Et maintenant, la guerre inter-palestinienne ouverte
Jeudi dernier, le président de l'Autorité palestinienne (AP), Mahmoud Abbas, a nommé l'économiste Mohammad Mustafa au poste de premier ministre, après que le Premier ministre précédent, Mohammad Shtayyeh, a présenté sa démission et celle de son gouvernement, à la demande d'Abbas lui-même.
Personnalité très technique, Mustafa a accepté le poste, "conscient de la phase critique que traverse la cause palestinienne", tout en soulignant sa conviction dans la nécessité d'un État palestinien dans lequel Gaza et la Cisjordanie seraient réunifiées.
Dans les 24 heures, le Hamas, le Jihad islamique palestinien et le Front de libération de la Palestine (FPLP) ont rejeté cette nomination, reprochant à Abbas de "vouloir former un nouveau gouvernement sans véritable accord national, ce qui aggravera les divisions inter-palestiniennes".
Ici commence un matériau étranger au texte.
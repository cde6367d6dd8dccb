//! Static mapping from provider usernames to internal user IDs.

use crate::config::UserMapSource;
use crate::error::ConfigError;
use config::{FileFormat, Format};
use googlefed_core::UserId;
use rootcause::Report;
use std::collections::HashMap;
use std::path::Path;
use tracing::info;

/// Maps an external username (an email address) to an internal user ID.
///
/// Built once at startup and immutable afterwards, so it can be shared
/// across requests behind an `Arc` without locking. Usernames with no entry
/// map to themselves.
#[derive(Debug, Clone, Default, PartialEq, Eq)]
pub struct IdentityMap {
    entries: HashMap<String, String>,
}

impl IdentityMap {
    /// Creates a map from explicit entries.
    #[must_use]
    pub fn new<I, K, V>(entries: I) -> Self
    where
        I: IntoIterator<Item = (K, V)>,
        K: Into<String>,
        V: Into<String>,
    {
        Self {
            entries: entries
                .into_iter()
                .map(|(k, v)| (k.into(), v.into()))
                .collect(),
        }
    }

    /// Loads the map from its configured source.
    ///
    /// # Errors
    ///
    /// Returns `ConfigError::UserMapRead` or `ConfigError::UserMapParse` if a
    /// map file is unreadable or malformed.
    pub fn load(source: &UserMapSource) -> Result<Self, Report<ConfigError>> {
        let map = match source {
            UserMapSource::Inline(entries) => Self::new(entries.clone()),
            UserMapSource::Yaml(path) => Self::from_yaml_str(&read(path)?, path)?,
            UserMapSource::Json(path) => Self::from_json_str(&read(path)?, path)?,
        };
        info!(entries = map.len(), "loaded identity map");
        Ok(map)
    }

    /// Parses a YAML mapping. Scalar values are stringified.
    fn from_yaml_str(text: &str, path: &Path) -> Result<Self, ConfigError> {
        let parse_error = |details: String| ConfigError::UserMapParse {
            path: path.to_path_buf(),
            details,
        };

        let table = FileFormat::Yaml
            .parse(None, text)
            .map_err(|e| parse_error(e.to_string()))?;

        let mut entries = HashMap::with_capacity(table.len());
        for (external, value) in table {
            let internal = value
                .into_string()
                .map_err(|e| parse_error(format!("entry '{external}': {e}")))?;
            entries.insert(external, internal);
        }
        Ok(Self { entries })
    }

    /// Parses a JSON object of strings.
    fn from_json_str(text: &str, path: &Path) -> Result<Self, ConfigError> {
        let entries: HashMap<String, String> =
            serde_json::from_str(text).map_err(|e| ConfigError::UserMapParse {
                path: path.to_path_buf(),
                details: e.to_string(),
            })?;
        Ok(Self { entries })
    }

    /// Returns the internal user ID for `external`, or `external` itself
    /// if it has no entry.
    #[must_use]
    pub fn lookup(&self, external: &str) -> UserId {
        match self.entries.get(external) {
            Some(internal) => UserId::new(internal.as_str()),
            None => UserId::new(external),
        }
    }

    /// Returns the number of explicit entries.
    #[must_use]
    pub fn len(&self) -> usize {
        self.entries.len()
    }

    /// Returns true if the map has no explicit entries.
    #[must_use]
    pub fn is_empty(&self) -> bool {
        self.entries.is_empty()
    }
}

fn read(path: &Path) -> Result<String, ConfigError> {
    std::fs::read_to_string(path).map_err(|e| ConfigError::UserMapRead {
        path: path.to_path_buf(),
        details: e.to_string(),
    })
}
La contre-attaque de l'Autorité palestinienne, dont le mouvement Fatah est le principal membre, ne s'est pas fait attendre, accusant le Hamas d'être "la cause de la nouvelle occupation israélienne de Gaza pour avoir agi le 7 octobre". Le communiqué marque une rupture totale avec le Hamas, le désignant comme la cause d'une "nakba" (catastrophe) encore plus horrible et cruelle que celle de 1948", en référence à la première guerre israélo-palestinienne, suite à la proclamation de l'Etat d'Israël en 1948, guerre qui a entraîné l'expulsion de quelque 760.000 Palestiniens de leur terre, dans une diaspora qui les a conduits à s'installer dans des camps de réfugiés, de préférence au Liban et en Jordanie. C'est ainsi qu'a été créé l'Office de secours et de travaux des Nations unies pour les réfugiés de Palestine dans le Proche-Orient (UNRWA), initialement pour une durée estimée à six mois. Il fonctionne depuis 75 ans et est aujourd'hui fortement contesté par Israël, qui l'accuse de "collusion avec le terrorisme du Hamas”.
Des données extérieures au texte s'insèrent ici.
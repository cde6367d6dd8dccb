//! Google federated login for session-based applications.
//!
//! This crate provides:
//! - Validated configuration (`GoogleFedConfig`) and provider settings (`OidcConfig`)
//! - The identity map from provider usernames to internal user IDs
//! - Request-scoped session data and the session store contract
//! - The authentication policy deriving user IDs and effective principals
//! - The login/callback/logout protocol driving session state
//! - A permission table for login-related events
//!
//! # Access Model
//!
//! Only users whose verified email belongs to the configured domain are
//! logged in. Their session carries the email under `username`; every
//! request maps it through the identity map and, unless global-admin mode
//! is on, asks the group resolver for the user's groups.
//!
//! # Example
//!
//! ```
//! use googlefed_access::{
//!     FlowRoutes, GoogleAuthPolicy, GroupPrincipalMode, IdentityMap, LoginFlow, LoginRequest,
//!     SessionData, StaticGroupResolver, VerifiedProfile,
//! };
//! use std::sync::Arc;
//!
//! let flow = LoginFlow::new(
//!     "good.org",
//!     FlowRoutes {
//!         login_url: "/auth/login".to_string(),
//!         provider_url: "/auth/google".to_string(),
//!         root_url: Some("/".to_string()),
//!     },
//! );
//! let policy = GoogleAuthPolicy::new(
//!     Arc::new(IdentityMap::new([("alice@good.org", "u1")])),
//!     Arc::new(StaticGroupResolver::default()),
//!     true,
//!     GroupPrincipalMode::Replace,
//! );
//!
//! let mut session = SessionData::new();
//! flow.begin_login(&mut session, LoginRequest { url: "/reports", next: None });
//! let redirect = flow.complete_login(&mut session, &VerifiedProfile::new("alice@good.org"));
//! assert_eq!(redirect.location(), "/reports");
//!
//! use googlefed_access::AuthenticationPolicy;
//! assert_eq!(policy.authenticated_userid(&session).unwrap().as_str(), "u1");
//! ```

pub mod acl;
pub mod config;
pub mod error;
pub mod group;
pub mod identity_map;
pub mod oidc;
pub mod policy;
pub mod profile;
pub mod protocol;
pub mod provider;
pub mod session;

// Re-export main types at crate root
pub use acl::{Acl, AclEntry, EventKind, EventPermissions, Permission};
pub use config::{GoogleFedConfig, GoogleFedSettings, GroupPrincipalMode, UserMapSource};
pub use error::{ConfigError, ProviderError, SessionStoreError};
pub use group::StaticGroupResolver;
pub use identity_map::IdentityMap;
pub use oidc::{OidcConfig, OidcConfigBuilder};
pub use policy::{AuthenticationPolicy, GoogleAuthPolicy, Headers};
pub use profile::VerifiedProfile;
pub use protocol::{FlowRoutes, LoginFlow, LoginRequest, LoginState, Redirect};
pub use provider::{CallbackParams, IdentityProvider, ProviderOutcome};
pub use session::{NEXT_KEY, SessionData, SessionStore, StoredSession, USERNAME_KEY};
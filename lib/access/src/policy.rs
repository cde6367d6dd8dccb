//! Session-backed authentication policy.
//!
//! The policy only *reads* identity. Identity is established by the login
//! protocol writing `username` into the session (see [`crate::protocol`]),
//! which is why [`AuthenticationPolicy::remember`] and
//! [`AuthenticationPolicy::forget`] produce no headers.

use crate::config::{GoogleFedConfig, GroupPrincipalMode};
use crate::identity_map::IdentityMap;
use crate::session::SessionData;
use async_trait::async_trait;
use googlefed_core::{GroupResolver, Principal, PrincipalSet, ResolverError, UserId};
use http::{HeaderName, HeaderValue};
use rootcause::Report;
use std::sync::Arc;
use tracing::debug;

/// Response headers a policy wants attached to establish or drop identity.
pub type Headers = Vec<(HeaderName, HeaderValue)>;

/// The capability set an authentication policy offers to the dispatch layer.
#[async_trait]
pub trait AuthenticationPolicy: Send + Sync {
    /// Returns the user ID using only data present in the request.
    fn unauthenticated_userid(&self, session: &SessionData) -> Option<UserId>;

    /// Returns the authenticated user ID.
    fn authenticated_userid(&self, session: &SessionData) -> Option<UserId>;

    /// Returns the principals the request acts as.
    ///
    /// # Errors
    ///
    /// Propagates group resolver failures.
    async fn effective_principals(
        &self,
        session: &SessionData,
    ) -> Result<PrincipalSet, Report<ResolverError>>;

    /// Returns headers that remember `principal` on subsequent requests.
    fn remember(&self, session: &SessionData, principal: &UserId) -> Headers;

    /// Returns headers that forget the current user on subsequent requests.
    fn forget(&self, session: &SessionData) -> Headers;
}

/// Authentication policy for Google federated login.
///
/// Immutable after construction; share it behind an `Arc`.
#[derive(Clone)]
pub struct GoogleAuthPolicy {
    identity_map: Arc<IdentityMap>,
    resolver: Arc<dyn GroupResolver>,
    all_admin: bool,
    group_principals: GroupPrincipalMode,
}

impl GoogleAuthPolicy {
    /// Creates a policy.
    #[must_use]
    pub fn new(
        identity_map: Arc<IdentityMap>,
        resolver: Arc<dyn GroupResolver>,
        all_admin: bool,
        group_principals: GroupPrincipalMode,
    ) -> Self {
        Self {
            identity_map,
            resolver,
            all_admin,
            group_principals,
        }
    }

    /// Creates a policy using the admin and group settings of `config`.
    #[must_use]
    pub fn from_config(
        config: &GoogleFedConfig,
        identity_map: Arc<IdentityMap>,
        resolver: Arc<dyn GroupResolver>,
    ) -> Self {
        Self::new(
            identity_map,
            resolver,
            config.all_admin(),
            config.group_principals(),
        )
    }

    /// Returns the identity map.
    #[must_use]
    pub fn identity_map(&self) -> &IdentityMap {
        &self.identity_map
    }
}

impl std::fmt::Debug for GoogleAuthPolicy {
    fn fmt(&self, f: &mut std::fmt::Formatter<'_>) -> std::fmt::Result {
        f.debug_struct("GoogleAuthPolicy")
            .field("identity_map_entries", &self.identity_map.len())
            .field("all_admin", &self.all_admin)
            .field("group_principals", &self.group_principals)
            .finish_non_exhaustive()
    }
}

#[async_trait]
impl AuthenticationPolicy for GoogleAuthPolicy {
    fn unauthenticated_userid(&self, session: &SessionData) -> Option<UserId> {
        session
            .username()
            .map(|username| self.identity_map.lookup(username))
    }

    // No persistent user store exists to consult, so this is the same
    // session-only read.
    fn authenticated_userid(&self, session: &SessionData) -> Option<UserId> {
        self.unauthenticated_userid(session)
    }

    async fn effective_principals(
        &self,
        session: &SessionData,
    ) -> Result<PrincipalSet, Report<ResolverError>> {
        let mut principals = PrincipalSet::anonymous();
        let Some(user_id) = self.unauthenticated_userid(session) else {
            return Ok(principals);
        };

        principals.push(Principal::Authenticated);
        principals.push(Principal::User(user_id.clone()));

        if self.all_admin {
            principals.push(Principal::Admin);
            return Ok(principals);
        }

        let groups = PrincipalSet::from_groups(self.resolver.groups(&user_id).await?);
        debug!(%user_id, groups = groups.len(), "resolved group principals");

        match self.group_principals {
            GroupPrincipalMode::Replace => Ok(groups),
            GroupPrincipalMode::Extend => {
                principals.extend(groups);
                Ok(principals)
            }
        }
    }

    fn remember(&self, _session: &SessionData, _principal: &UserId) -> Headers {
        Vec::new()
    }

    fn forget(&self, _session: &SessionData) -> Headers {
        Vec::new()
    }
}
Les relations entre le Fatah et le Hamas se sont effectivement rompues en 2007, lorsque, après de très graves affrontements entre les deux parties, le Hamas a pris le contrôle quasi absolu de la bande de Gaza, en approfondissant ses relations avec l'Iran et, comme cela a été confirmé après l'entrée des troupes israéliennes à Gaza, en construisant une véritable ville souterraine, interconnectée par de nombreux tunnels, dans laquelle il a construit des installations de lancement de missiles et des enceintes destinées à abriter les principaux chefs militaires. Ces installations ont également accueilli les 240 otages capturés lors de l'attaque terroriste du 7 octobre, dont on estime que 120 sont encore en vie ou morts.
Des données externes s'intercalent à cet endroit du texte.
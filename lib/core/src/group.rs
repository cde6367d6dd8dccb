//! Group membership lookup.

use crate::id::UserId;
use async_trait::async_trait;
use std::fmt;

/// Errors from group resolution.
#[derive(Debug, Clone, PartialEq, Eq)]
pub enum ResolverError {
    /// The backing service could not be reached.
    Unavailable { details: String },
    /// The backing service answered with an error.
    LookupFailed { user_id: UserId, details: String },
}

impl fmt::Display for ResolverError {
    fn fmt(&self, f: &mut fmt::Formatter<'_>) -> fmt::Result {
        match self {
            Self::Unavailable { details } => {
                write!(f, "group resolver unavailable: {details}")
            }
            Self::LookupFailed { user_id, details } => {
                write!(f, "group lookup for {user_id} failed: {details}")
            }
        }
    }
}

impl std::error::Error for ResolverError {}

/// Answers "what groups does this user belong to".
///
/// Called on the request path for every authenticated request that is not
/// in global-admin mode. No retry or timeout is applied by callers;
/// implementations that talk to a remote service should bound their own
/// latency.
#[async_trait]
pub trait GroupResolver: Send + Sync {
    /// Returns the group names for `user_id`, in the order they should
    /// appear in the principal set.
    async fn groups(&self, user_id: &UserId) -> crate::Result<Vec<String>, ResolverError>;
}

#[cfg(test)]
mod tests {
    use super::*;

    struct Fixed(Vec<String>);

    #[async_trait]
    impl GroupResolver for Fixed {
        async fn groups(&self, _user_id: &UserId) -> crate::Result<Vec<String>, ResolverError> {
            Ok(self.0.clone())
        }
    }

    #[tokio::test]
    async fn resolver_is_object_safe() {
        let resolver: Box<dyn GroupResolver> = Box::new(Fixed(vec!["eng".to_string()]));
        let groups = resolver
            .groups(&UserId::new("u1"))
            .await
            .expect("lookup should succeed");
        assert_eq!(groups, vec!["eng"]);
    }

    #[test]
    fn lookup_failed_display() {
        let err = ResolverError::LookupFailed {
            user_id: UserId::new("u1"),
            details: "timeout".to_string(),
        };
        assert!(err.to_string().contains("u1"));
        assert!(err.to_string().contains("timeout"));
    }
}
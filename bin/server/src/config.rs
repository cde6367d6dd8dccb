//! Centralized server configuration.
//!
//! This module provides strongly-typed configuration for the server,
//! loaded via the `config` crate from an optional file and environment
//! variables (`GOOGLEFED__DOMAIN`, `OIDC__CLIENT_ID`, `SESSION__DURATION_MINUTES`, ...).
//!
//! See [`GoogleFedSettings`] for the login policy settings and
//! [`OidcConfig`] for the identity provider.

use googlefed_access::{GoogleFedSettings, OidcConfig};
use googlefed_core::principal::AUTHENTICATED;
use serde::Deserialize;
use std::path::Path;

/// Server configuration composed from library configs.
#[derive(Debug, Deserialize)]
pub struct ServerConfig {
    /// Address to listen on.
    #[serde(default = "default_bind_addr")]
    pub bind_addr: String,

    /// Canonical login URL, as seen in request paths.
    #[serde(default = "default_login_url")]
    pub login_url: String,

    /// Application root. An empty value means the application has none.
    #[serde(default = "default_root_url")]
    pub root_url: Option<String>,

    /// Principals allowed onto protected pages.
    #[serde(default = "default_protected_principals")]
    pub protected_principals: Vec<String>,

    /// Session configuration.
    #[serde(default)]
    pub session: SessionConfig,

    /// Login policy settings.
    pub googlefed: GoogleFedSettings,

    /// Google identity provider configuration.
    pub oidc: OidcConfig,

    /// SpiceDB connection; when absent, groups come from `googlefed.groups`.
    #[serde(default)]
    pub authz: Option<AuthzConfig>,
}

/// Session-related configuration.
#[derive(Debug, Clone, Deserialize)]
pub struct SessionConfig {
    /// Session duration in minutes.
    #[serde(default = "default_session_duration_minutes")]
    pub duration_minutes: i64,

    /// Interval between session cleanup runs, in seconds.
    #[serde(default = "default_cleanup_interval_seconds")]
    pub cleanup_interval_seconds: u64,

    /// Whether to set the Secure flag on cookies (requires HTTPS).
    /// Defaults to true for production safety; set to false for local HTTP development.
    #[serde(default = "default_secure_cookies")]
    pub secure_cookies: bool,

    /// Name of the session cookie.
    #[serde(default = "default_cookie_name")]
    pub cookie_name: String,
}

/// SpiceDB connection settings.
#[derive(Debug, Clone, Deserialize)]
pub struct AuthzConfig {
    /// gRPC endpoint, e.g. "http://localhost:50051".
    pub endpoint: String,
    /// Preshared key.
    pub preshared_key: String,
}

fn default_bind_addr() -> String {
    "127.0.0.1:3000".to_string()
}

fn default_login_url() -> String {
    "/auth/login".to_string()
}

fn default_root_url() -> Option<String> {
    Some("/".to_string())
}

fn default_protected_principals() -> Vec<String> {
    vec![AUTHENTICATED.to_string()]
}

fn default_session_duration_minutes() -> i64 {
    60 * 24
}

fn default_cleanup_interval_seconds() -> u64 {
    300
}

fn default_secure_cookies() -> bool {
    true
}

fn default_cookie_name() -> String {
    "session".to_string()
}

impl Default for SessionConfig {
    fn default() -> Self {
        Self {
            duration_minutes: default_session_duration_minutes(),
            cleanup_interval_seconds: default_cleanup_interval_seconds(),
            secure_cookies: default_secure_cookies(),
            cookie_name: default_cookie_name(),
        }
    }
}

impl ServerConfig {
    /// Loads configuration from an optional file, then environment variables.
    ///
    /// # Errors
    ///
    /// Returns an error if required configuration is missing or invalid,
    /// including a `login_url` that is not an absolute path.
    pub fn load(file: Option<&Path>) -> Result<Self, config::ConfigError> {
        let mut builder = config::Config::builder();
        if let Some(path) = file {
            builder = builder.add_source(config::File::from(path).required(true));
        }
        builder
            .add_source(
                config::Environment::default()
                    .separator("__")
                    .try_parsing(true),
            )
            .build()?
            .try_deserialize::<Self>()?
            .validated()
    }

    fn validated(self) -> Result<Self, config::ConfigError> {
        // Mounted as a route, so it must be a path.
        if !self.login_url.starts_with('/') {
            return Err(config::ConfigError::Message(format!(
                "login_url '{}' must be a path starting with '/'",
                self.login_url
            )));
        }
        Ok(self)
    }

    /// Returns the application root, treating an empty value as none.
    #[must_use]
    pub fn root_url(&self) -> Option<String> {
        self.root_url.clone().filter(|root| !root.is_empty())
    }
}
La nomination de Mustafa au poste de premier ministre, ainsi que son gouvernement attendu avec un profil éminemment technique, suit en fait l'intention américaine, exprimée tant par le président Biden que par le secrétaire d'État Antony Blinken, d'élaborer un scénario d'après-guerre dans lequel il n'y a pas de place pour l'extrémisme. Cela est d'autant plus difficile que le Hamas n'a pas montré de signes clairs de changement dans son objectif déclaré d'éliminer l'État d'Israël, une aspiration qui coïncide avec celle si souvent réitérée par l'Iran des ayatollahs.
En tout état de cause, Mohammad Mustafa devra travailler dur pour changer le sentiment de l'opinion publique palestinienne. En effet, l'opinion publique, favorable à 60 % au Hamas en Cisjordanie occupée, a critiqué "l'impuissance" d'Abbas et de l'AP face aux énormes destructions causées à Gaza par l'opération de Tsahal. Outre les 31 500 morts et les 73 000 blessés, selon les comptes du Hamas dans la bande, ces destructions ont laissé 23 millions de tonnes de décombres, qui ont réduit 60 % des infrastructures et des habitations de Gaza.
Les plans d'après-guerre inspirés par les États-Unis ne coïncident pas non plus avec ceux de l'actuel Premier ministre israélien, Benjamin Netanyahu, qui, après avoir rejeté le dernier plan de cessez-le-feu du Hamas, a réitéré son intention de bombarder Rafah, la dernière enclave de la bande de Gaza, où 1,5 million de Gazaouis s'entassent déjà, affamés, fuyant le nord et le centre de la bande de Gaza pour éviter les bombardements israéliens.
Pour l'heure, la guerre est loin d'être terminée, et tous les mouvements militaires, politiques et diplomatiques ne parviennent pas à définir avec précision les contours du jour d'après tant attendu.